Oleh Iwan Rudi Saktiawan, SSi, MAg, CIRBD | Pakar Keuangan Mikro dan Koperasi Syariah
Kasus triliunan rupiah kerugian karena koperasi gagal bayar dan banyaknya koperasi keuangan yang colaps, mendorong pemerintah dan beberapa elemen gerakan koperasi untuk insyaf dan memperbaiki cara pandang dan langkahnya tentang perkoperasian.

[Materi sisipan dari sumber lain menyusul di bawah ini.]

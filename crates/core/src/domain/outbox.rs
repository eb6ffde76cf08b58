//! Transactional outbox event for completed approval steps.
//!
//! Events are durably recorded in the same transaction as the mutation they
//! describe and stay PENDING; relaying them to a message bus is a separate
//! concern outside this crate.

use chrono::{DateTime, Utc};
use serde::{Deserialize, Serialize};
use uuid::Uuid;

use crate::domain::approval::{Approval, ApprovalStatus, StepApproved};

pub const AGGREGATE_TYPE_APPROVAL: &str = "Approval";
pub const EVENT_TYPE_STEP_APPROVED: &str = "ApprovalStepApproved";

#[derive(Clone, Copy, Debug, PartialEq, Eq, Hash, Serialize, Deserialize)]
pub struct OutboxEventId(pub Uuid);

#[derive(Clone, Copy, Debug, PartialEq, Eq, Serialize, Deserialize)]
#[serde(rename_all = "SCREAMING_SNAKE_CASE")]
pub enum OutboxEventStatus {
    // Relay is out of scope, so no transition away from PENDING exists yet.
    Pending,
}

impl OutboxEventStatus {
    pub fn as_str(&self) -> &'static str {
        match self {
            Self::Pending => "PENDING",
        }
    }

    pub fn parse(value: &str) -> Option<Self> {
        match value.trim() {
            "PENDING" => Some(Self::Pending),
            _ => None,
        }
    }
}

#[derive(Clone, Debug, PartialEq, Eq, Serialize, Deserialize)]
pub struct OutboxEvent {
    pub id: OutboxEventId,
    pub aggregate_type: String,
    pub aggregate_id: Uuid,
    pub event_type: String,
    pub payload: String,
    pub status: OutboxEventStatus,
    pub created_at: DateTime<Utc>,
}

/// Snapshot of the fact published for each approved step.
#[derive(Clone, Debug, PartialEq, Eq, Serialize, Deserialize)]
#[serde(rename_all = "camelCase")]
pub struct StepApprovedPayload {
    pub approval_id: Uuid,
    pub step_id: Uuid,
    pub step_order: u32,
    pub approver_id: Uuid,
    pub approved_at: DateTime<Utc>,
    pub approval_status: ApprovalStatus,
}

impl OutboxEvent {
    /// Build the event describing `approved` against the post-transition
    /// aggregate state.
    pub fn step_approved(
        approval: &Approval,
        approved: &StepApproved,
    ) -> Result<Self, serde_json::Error> {
        let payload = StepApprovedPayload {
            approval_id: approval.id.0,
            step_id: approved.step_id.0,
            step_order: approved.step_order,
            approver_id: approved.approver_id.0,
            approved_at: approved.approved_at,
            approval_status: approval.status,
        };

        Ok(Self {
            id: OutboxEventId(Uuid::new_v4()),
            aggregate_type: AGGREGATE_TYPE_APPROVAL.to_string(),
            aggregate_id: approval.id.0,
            event_type: EVENT_TYPE_STEP_APPROVED.to_string(),
            payload: serde_json::to_string(&payload)?,
            status: OutboxEventStatus::Pending,
            created_at: Utc::now(),
        })
    }
}
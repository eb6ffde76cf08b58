pub mod action_log;
pub mod approval;
pub mod outbox;
//! Seed helpers for tests and local demo data.

use thiserror::Error;
use uuid::Uuid;

use signoff_core::domain::approval::{Approval, ApprovalId, PrincipalId, Step, StepId};
use signoff_core::errors::DomainError;

use crate::connection::DbPool;
use crate::repositories::{ApprovalStore, SqlApprovalStore, StoreError};

#[derive(Debug, Error)]
pub enum FixtureError {
    #[error(transparent)]
    Domain(#[from] DomainError),
    #[error(transparent)]
    Store(#[from] StoreError),
    #[error("database error: {0}")]
    Database(#[from] sqlx::Error),
}

/// Handles to a freshly seeded approval, in step order.
#[derive(Clone, Debug)]
pub struct SeededApproval {
    pub approval_id: ApprovalId,
    pub step_ids: Vec<StepId>,
    pub assignee_ids: Vec<PrincipalId>,
}

/// Create and persist an IN_PROGRESS approval with `step_count` steps, the
/// first one already ACTIVE.
pub async fn seed_started_approval(
    pool: &DbPool,
    step_count: u32,
) -> Result<SeededApproval, FixtureError> {
    let steps: Vec<Step> = (0..step_count)
        .map(|order| Step::new(StepId(Uuid::new_v4()), order, PrincipalId(Uuid::new_v4())))
        .collect();

    let mut approval = Approval::new(ApprovalId(Uuid::new_v4()), steps)?;
    approval.start()?;

    let mut conn = pool.acquire().await?;
    SqlApprovalStore.save(&mut conn, &mut approval).await?;

    Ok(SeededApproval {
        approval_id: approval.id,
        step_ids: approval.steps.iter().map(|step| step.id).collect(),
        assignee_ids: approval.steps.iter().map(|step| step.assignee_id).collect(),
    })
}
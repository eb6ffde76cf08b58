use std::time::Duration;

use sqlx::sqlite::SqlitePoolOptions;

use signoff_core::config::DatabaseConfig;

pub type DbPool = sqlx::SqlitePool;

pub async fn connect(config: &DatabaseConfig) -> Result<DbPool, sqlx::Error> {
    connect_with_settings(&config.url, config.max_connections, config.timeout_secs).await
}

pub async fn connect_with_settings(
    database_url: &str,
    max_connections: u32,
    timeout_secs: u64,
) -> Result<DbPool, sqlx::Error> {
    SqlitePoolOptions::new()
        .max_connections(max_connections.max(1))
        .acquire_timeout(Duration::from_secs(timeout_secs.max(1)))
        .after_connect(|conn, _meta| {
            Box::pin(async move {
                sqlx::query("PRAGMA foreign_keys = ON").execute(&mut *conn).await?;
                sqlx::query("PRAGMA journal_mode = WAL").execute(&mut *conn).await?;
                sqlx::query("PRAGMA busy_timeout = 5000").execute(&mut *conn).await?;
                Ok(())
            })
        })
        .connect(database_url)
        .await
}
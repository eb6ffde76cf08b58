use thiserror::Error;

use crate::domain::approval::{ApprovalId, ApprovalStatus, StepId, StepStatus};

/// State machine precondition violations raised by the Approval aggregate.
#[derive(Clone, Copy, Debug, Error, PartialEq, Eq)]
pub enum DomainError {
    #[error("Approval must be in DRAFT status to start")]
    ApprovalNotDraft { status: ApprovalStatus },
    #[error("Cannot start approval without steps")]
    NoSteps,
    #[error("Only PENDING step can be activated")]
    StepNotPending { step_id: StepId, status: StepStatus },
    #[error("Only ACTIVE step can be approved")]
    StepNotActive { step_id: StepId, status: StepStatus },
    #[error("Step not found: {step_id}")]
    StepNotFound { step_id: StepId },
    #[error("step orders must be a dense sequence from 0, got {step_order} for step {step_id}")]
    InvalidStepOrder { step_id: StepId, step_order: u32 },
}

/// Error taxonomy the coordinator exposes to boundary layers.
///
/// `NotFound` and `InvalidState` reflect real workflow state and are not
/// retriable as-is; `Conflict` (a lost optimistic-lock race) is retriable with
/// the same idempotency key. Duplicate-action signals never surface here: the
/// coordinator resolves them into a successful read-only snapshot.
#[derive(Clone, Debug, Error, PartialEq, Eq)]
pub enum ApproveError {
    #[error("Approval not found: {0}")]
    ApprovalNotFound(ApprovalId),
    #[error("Step not found: {0}")]
    StepNotFound(StepId),
    #[error("{0}")]
    InvalidArgument(String),
    #[error(transparent)]
    InvalidState(DomainError),
    #[error("stale version {expected} for approval {approval_id}; reload and retry")]
    Conflict { approval_id: ApprovalId, expected: i64 },
    #[error("internal error: {0}")]
    Internal(String),
}

impl From<DomainError> for ApproveError {
    fn from(error: DomainError) -> Self {
        match error {
            DomainError::StepNotFound { step_id } => Self::StepNotFound(step_id),
            other => Self::InvalidState(other),
        }
    }
}

#[cfg(test)]
mod tests {
    use uuid::Uuid;

    use super::{ApproveError, DomainError};
    use crate::domain::approval::{StepId, StepStatus};

    #[test]
    fn step_not_found_maps_to_its_own_kind() {
        let step_id = StepId(Uuid::new_v4());
        let mapped = ApproveError::from(DomainError::StepNotFound { step_id });

        assert_eq!(mapped, ApproveError::StepNotFound(step_id));
    }

    #[test]
    fn precondition_violations_map_to_invalid_state() {
        let step_id = StepId(Uuid::new_v4());
        let error = DomainError::StepNotActive { step_id, status: StepStatus::Pending };

        let mapped = ApproveError::from(error);
        assert_eq!(mapped, ApproveError::InvalidState(error));
        assert_eq!(mapped.to_string(), "Only ACTIVE step can be approved");
    }
}
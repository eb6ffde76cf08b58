use std::env;
use std::fs;
use std::path::{Path, PathBuf};

use serde::Deserialize;
use thiserror::Error;

#[derive(Clone, Debug)]
pub struct AppConfig {
    pub database: DatabaseConfig,
    pub server: ServerConfig,
    pub logging: LoggingConfig,
}

#[derive(Clone, Debug)]
pub struct DatabaseConfig {
    pub url: String,
    pub max_connections: u32,
    pub timeout_secs: u64,
}

#[derive(Clone, Debug)]
pub struct ServerConfig {
    pub bind_address: String,
    pub port: u16,
    pub graceful_shutdown_secs: u64,
}

#[derive(Clone, Debug)]
pub struct LoggingConfig {
    pub level: String,
    pub format: LogFormat,
}

#[derive(Clone, Copy, Debug, PartialEq, Eq, Deserialize)]
#[serde(rename_all = "snake_case")]
pub enum LogFormat {
    Compact,
    Pretty,
    Json,
}

impl std::str::FromStr for LogFormat {
    type Err = ConfigError;

    fn from_str(value: &str) -> Result<Self, Self::Err> {
        match value.trim().to_ascii_lowercase().as_str() {
            "compact" => Ok(Self::Compact),
            "pretty" => Ok(Self::Pretty),
            "json" => Ok(Self::Json),
            other => Err(ConfigError::Validation(format!(
                "unsupported log format `{other}` (expected compact|pretty|json)"
            ))),
        }
    }
}

/// Programmatic overrides, applied last (CLI flags use these).
#[derive(Clone, Debug, Default)]
pub struct ConfigOverrides {
    pub database_url: Option<String>,
    pub log_level: Option<String>,
}

#[derive(Clone, Debug, Default)]
pub struct LoadOptions {
    pub config_path: Option<PathBuf>,
    pub require_file: bool,
    pub overrides: ConfigOverrides,
}

#[derive(Debug, Error)]
pub enum ConfigError {
    #[error("could not read config file `{path}`: {source}")]
    ReadFile { path: PathBuf, source: std::io::Error },
    #[error("could not parse config file `{path}`: {source}")]
    ParseFile { path: PathBuf, source: toml::de::Error },
    #[error("required config file was not found: `{0}`")]
    MissingConfigFile(PathBuf),
    #[error("invalid environment override for `{key}`: `{value}`")]
    InvalidEnvOverride { key: String, value: String },
    #[error("configuration validation failed: {0}")]
    Validation(String),
}

impl Default for AppConfig {
    fn default() -> Self {
        Self {
            database: DatabaseConfig {
                url: "sqlite://signoff.db".to_string(),
                max_connections: 5,
                timeout_secs: 30,
            },
            server: ServerConfig {
                bind_address: "127.0.0.1".to_string(),
                port: 8080,
                graceful_shutdown_secs: 15,
            },
            logging: LoggingConfig { level: "info".to_string(), format: LogFormat::Compact },
        }
    }
}

#[derive(Debug, Default, Deserialize)]
#[serde(deny_unknown_fields)]
struct ConfigPatch {
    database: Option<DatabasePatch>,
    server: Option<ServerPatch>,
    logging: Option<LoggingPatch>,
}

#[derive(Debug, Default, Deserialize)]
#[serde(deny_unknown_fields)]
struct DatabasePatch {
    url: Option<String>,
    max_connections: Option<u32>,
    timeout_secs: Option<u64>,
}

#[derive(Debug, Default, Deserialize)]
#[serde(deny_unknown_fields)]
struct ServerPatch {
    bind_address: Option<String>,
    port: Option<u16>,
    graceful_shutdown_secs: Option<u64>,
}

#[derive(Debug, Default, Deserialize)]
#[serde(deny_unknown_fields)]
struct LoggingPatch {
    level: Option<String>,
    format: Option<LogFormat>,
}

impl AppConfig {
    pub fn load(options: LoadOptions) -> Result<Self, ConfigError> {
        let mut config = Self::default();
        let maybe_path = resolve_config_path(options.config_path.as_deref());

        if let Some(path) = maybe_path {
            let patch = read_patch(&path)?;
            config.apply_patch(patch);
        } else if options.require_file {
            let expected = options.config_path.unwrap_or_else(|| PathBuf::from("signoff.toml"));
            return Err(ConfigError::MissingConfigFile(expected));
        }

        config.apply_env_overrides()?;
        config.apply_overrides(options.overrides);
        config.validate()?;

        Ok(config)
    }

    fn apply_patch(&mut self, patch: ConfigPatch) {
        if let Some(database) = patch.database {
            if let Some(url) = database.url {
                self.database.url = url;
            }
            if let Some(max_connections) = database.max_connections {
                self.database.max_connections = max_connections;
            }
            if let Some(timeout_secs) = database.timeout_secs {
                self.database.timeout_secs = timeout_secs;
            }
        }

        if let Some(server) = patch.server {
            if let Some(bind_address) = server.bind_address {
                self.server.bind_address = bind_address;
            }
            if let Some(port) = server.port {
                self.server.port = port;
            }
            if let Some(graceful_shutdown_secs) = server.graceful_shutdown_secs {
                self.server.graceful_shutdown_secs = graceful_shutdown_secs;
            }
        }

        if let Some(logging) = patch.logging {
            if let Some(level) = logging.level {
                self.logging.level = level;
            }
            if let Some(format) = logging.format {
                self.logging.format = format;
            }
        }
    }

    fn apply_env_overrides(&mut self) -> Result<(), ConfigError> {
        if let Some(value) = read_env("SIGNOFF_DATABASE_URL") {
            self.database.url = value;
        }
        if let Some(value) = read_env("SIGNOFF_DATABASE_MAX_CONNECTIONS") {
            self.database.max_connections =
                parse_env("SIGNOFF_DATABASE_MAX_CONNECTIONS", &value)?;
        }
        if let Some(value) = read_env("SIGNOFF_DATABASE_TIMEOUT_SECS") {
            self.database.timeout_secs = parse_env("SIGNOFF_DATABASE_TIMEOUT_SECS", &value)?;
        }

        if let Some(value) = read_env("SIGNOFF_SERVER_BIND_ADDRESS") {
            self.server.bind_address = value;
        }
        if let Some(value) = read_env("SIGNOFF_SERVER_PORT") {
            self.server.port = parse_env("SIGNOFF_SERVER_PORT", &value)?;
        }
        if let Some(value) = read_env("SIGNOFF_SERVER_GRACEFUL_SHUTDOWN_SECS") {
            self.server.graceful_shutdown_secs =
                parse_env("SIGNOFF_SERVER_GRACEFUL_SHUTDOWN_SECS", &value)?;
        }

        if let Some(value) = read_env("SIGNOFF_LOG_LEVEL") {
            self.logging.level = value;
        }
        if let Some(value) = read_env("SIGNOFF_LOG_FORMAT") {
            self.logging.format = value.parse()?;
        }

        Ok(())
    }

    fn apply_overrides(&mut self, overrides: ConfigOverrides) {
        if let Some(database_url) = overrides.database_url {
            self.database.url = database_url;
        }
        if let Some(log_level) = overrides.log_level {
            self.logging.level = log_level;
        }
    }

    pub fn validate(&self) -> Result<(), ConfigError> {
        if self.database.url.trim().is_empty() {
            return Err(ConfigError::Validation("database.url must not be empty".to_string()));
        }
        if self.database.max_connections == 0 {
            return Err(ConfigError::Validation(
                "database.max_connections must be at least 1".to_string(),
            ));
        }
        if self.server.bind_address.trim().is_empty() {
            return Err(ConfigError::Validation(
                "server.bind_address must not be empty".to_string(),
            ));
        }
        if self.logging.level.trim().is_empty() {
            return Err(ConfigError::Validation("logging.level must not be empty".to_string()));
        }
        Ok(())
    }
}

fn resolve_config_path(explicit_path: Option<&Path>) -> Option<PathBuf> {
    if let Some(path) = explicit_path {
        return path.exists().then_some(path.to_path_buf());
    }

    [PathBuf::from("signoff.toml"), PathBuf::from("config/signoff.toml")]
        .into_iter()
        .find(|path| path.exists())
}

fn read_patch(path: &Path) -> Result<ConfigPatch, ConfigError> {
    let raw = fs::read_to_string(path)
        .map_err(|source| ConfigError::ReadFile { path: path.to_path_buf(), source })?;

    toml::from_str::<ConfigPatch>(&raw)
        .map_err(|source| ConfigError::ParseFile { path: path.to_path_buf(), source })
}

fn read_env(key: &str) -> Option<String> {
    env::var(key).ok().filter(|value| !value.trim().is_empty())
}

fn parse_env<T: std::str::FromStr>(key: &str, value: &str) -> Result<T, ConfigError> {
    value.trim().parse().map_err(|_| ConfigError::InvalidEnvOverride {
        key: key.to_string(),
        value: value.to_string(),
    })
}

#[cfg(test)]
mod tests {
    use std::io::Write;
    use std::path::PathBuf;

    use super::{AppConfig, ConfigError, ConfigOverrides, LoadOptions, LogFormat};

    #[test]
    fn defaults_load_without_a_config_file() {
        let config = AppConfig::load(LoadOptions {
            config_path: Some(PathBuf::from("/nonexistent/signoff.toml")),
            ..LoadOptions::default()
        })
        .expect("defaults should load");

        assert_eq!(config.database.url, "sqlite://signoff.db");
        assert_eq!(config.server.port, 8080);
        assert_eq!(config.logging.format, LogFormat::Compact);
    }

    #[test]
    fn missing_required_file_is_an_error() {
        let path = PathBuf::from("/nonexistent/signoff.toml");
        let error = AppConfig::load(LoadOptions {
            config_path: Some(path.clone()),
            require_file: true,
            ..LoadOptions::default()
        })
        .expect_err("required file should be enforced");

        assert!(matches!(error, ConfigError::MissingConfigFile(expected) if expected == path));
    }

    #[test]
    fn config_file_patches_defaults() {
        let mut file = tempfile::NamedTempFile::new().expect("temp file");
        writeln!(
            file,
            r#"
[database]
url = "sqlite::memory:"
max_connections = 2

[server]
port = 9090

[logging]
level = "debug"
format = "json"
"#
        )
        .expect("write config");

        let config = AppConfig::load(LoadOptions {
            config_path: Some(file.path().to_path_buf()),
            ..LoadOptions::default()
        })
        .expect("patched config should load");

        assert_eq!(config.database.url, "sqlite::memory:");
        assert_eq!(config.database.max_connections, 2);
        assert_eq!(config.database.timeout_secs, 30);
        assert_eq!(config.server.port, 9090);
        assert_eq!(config.logging.level, "debug");
        assert_eq!(config.logging.format, LogFormat::Json);
    }

    #[test]
    fn unknown_config_keys_are_rejected() {
        let mut file = tempfile::NamedTempFile::new().expect("temp file");
        writeln!(file, "[database]\nurll = \"oops\"").expect("write config");

        let error = AppConfig::load(LoadOptions {
            config_path: Some(file.path().to_path_buf()),
            ..LoadOptions::default()
        })
        .expect_err("typo should be rejected");

        assert!(matches!(error, ConfigError::ParseFile { .. }));
    }

    #[test]
    fn explicit_overrides_win_over_file_values() {
        let mut file = tempfile::NamedTempFile::new().expect("temp file");
        writeln!(file, "[database]\nurl = \"sqlite://from-file.db\"").expect("write config");

        let config = AppConfig::load(LoadOptions {
            config_path: Some(file.path().to_path_buf()),
            overrides: ConfigOverrides {
                database_url: Some("sqlite://from-flag.db".to_string()),
                log_level: Some("trace".to_string()),
            },
            ..LoadOptions::default()
        })
        .expect("overrides should load");

        assert_eq!(config.database.url, "sqlite://from-flag.db");
        assert_eq!(config.logging.level, "trace");
    }

    #[test]
    fn zero_connection_pool_fails_validation() {
        let mut config = AppConfig::default();
        config.database.max_connections = 0;

        let error = config.validate().expect_err("zero pool should be invalid");
        assert!(matches!(error, ConfigError::Validation(_)));
    }
}
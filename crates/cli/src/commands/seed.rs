use serde_json::json;

use crate::commands::CommandResult;
use signoff_core::config::{AppConfig, LoadOptions};
use signoff_db::{connect_with_settings, migrations, seed_started_approval};

pub fn run(options: LoadOptions, steps: u32) -> CommandResult {
    if steps == 0 {
        return CommandResult::failure(
            "seed",
            "invalid_argument",
            "a seeded approval needs at least one step",
            2,
        );
    }

    let config = match AppConfig::load(options) {
        Ok(config) => config,
        Err(error) => {
            return CommandResult::failure(
                "seed",
                "config_validation",
                format!("configuration issue: {error}"),
                2,
            );
        }
    };

    let runtime = match tokio::runtime::Builder::new_current_thread().enable_all().build() {
        Ok(runtime) => runtime,
        Err(error) => {
            return CommandResult::failure(
                "seed",
                "runtime_init",
                format!("failed to initialize async runtime: {error}"),
                3,
            );
        }
    };

    let result = runtime.block_on(async {
        let pool = connect_with_settings(
            &config.database.url,
            config.database.max_connections,
            config.database.timeout_secs,
        )
        .await
        .map_err(|error| ("db_connectivity", error.to_string(), 4u8))?;

        migrations::run_pending(&pool)
            .await
            .map_err(|error| ("migration", error.to_string(), 5u8))?;

        let seeded = seed_started_approval(&pool, steps)
            .await
            .map_err(|error| ("seed_execution", error.to_string(), 5u8))?;

        pool.close().await;
        Ok::<_, (&'static str, String, u8)>(seeded)
    });

    match result {
        Ok(seeded) => CommandResult::success_with_data(
            "seed",
            format!("seeded one started approval with {steps} steps"),
            json!({
                "approvalId": seeded.approval_id.0,
                "stepIds": seeded.step_ids.iter().map(|step| step.0).collect::<Vec<_>>(),
                "assigneeIds": seeded.assignee_ids.iter().map(|who| who.0).collect::<Vec<_>>(),
            }),
        ),
        Err((error_class, message, exit_code)) => {
            CommandResult::failure("seed", error_class, message, exit_code)
        }
    }
}
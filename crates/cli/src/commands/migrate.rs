use crate::commands::CommandResult;
use signoff_core::config::{AppConfig, LoadOptions};
use signoff_db::{connect_with_settings, migrations};

pub fn run(options: LoadOptions) -> CommandResult {
    let config = match AppConfig::load(options) {
        Ok(config) => config,
        Err(error) => {
            return CommandResult::failure(
                "migrate",
                "config_validation",
                format!("configuration issue: {error}"),
                2,
            );
        }
    };

    let runtime = match tokio::runtime::Builder::new_current_thread().enable_all().build() {
        Ok(runtime) => runtime,
        Err(error) => {
            return CommandResult::failure(
                "migrate",
                "runtime_init",
                format!("failed to initialize async runtime: {error}"),
                3,
            );
        }
    };

    let result = runtime.block_on(async {
        let pool = connect_with_settings(
            &config.database.url,
            config.database.max_connections,
            config.database.timeout_secs,
        )
        .await
        .map_err(|error| ("db_connectivity", error.to_string(), 4u8))?;
        migrations::run_pending(&pool)
            .await
            .map_err(|error| ("migration", error.to_string(), 5u8))?;
        pool.close().await;
        Ok::<(), (&'static str, String, u8)>(())
    });

    match result {
        Ok(()) => CommandResult::success("migrate", "applied pending migrations"),
        Err((error_class, message, exit_code)) => {
            CommandResult::failure("migrate", error_class, message, exit_code)
        }
    }
}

Salah satu bentuk insyaf pemerintah pusat adalah perubahan kebijkaan yang asalnya kuantitas (jumlah) menjadi kualitas.
Dulu, sering kita dengar, baik itu dari pemerintah pusat ataupun daerah tentang program koperasi keuangan yang berorientasi pada kuantitas, misalnya gerakan pendirian 1.000 koperasi keuangan, pendirian koperasi keuangan di setiap kelurahan dan sebagainya.
Hasil dari program-program tersebut memprihatinkan, yakni banyaknya koperasi keuangan yang hidup segan mati tidak mau dan banyak di antaranya bangkrut dengan menyisakan banyak masalah. Ini berbeda dengan koperasi keuangan di belahan dunia lain yang maju, bahkan bisa menjadi 5 besar di negaranya bersanding dengan perbankan besar lainnya.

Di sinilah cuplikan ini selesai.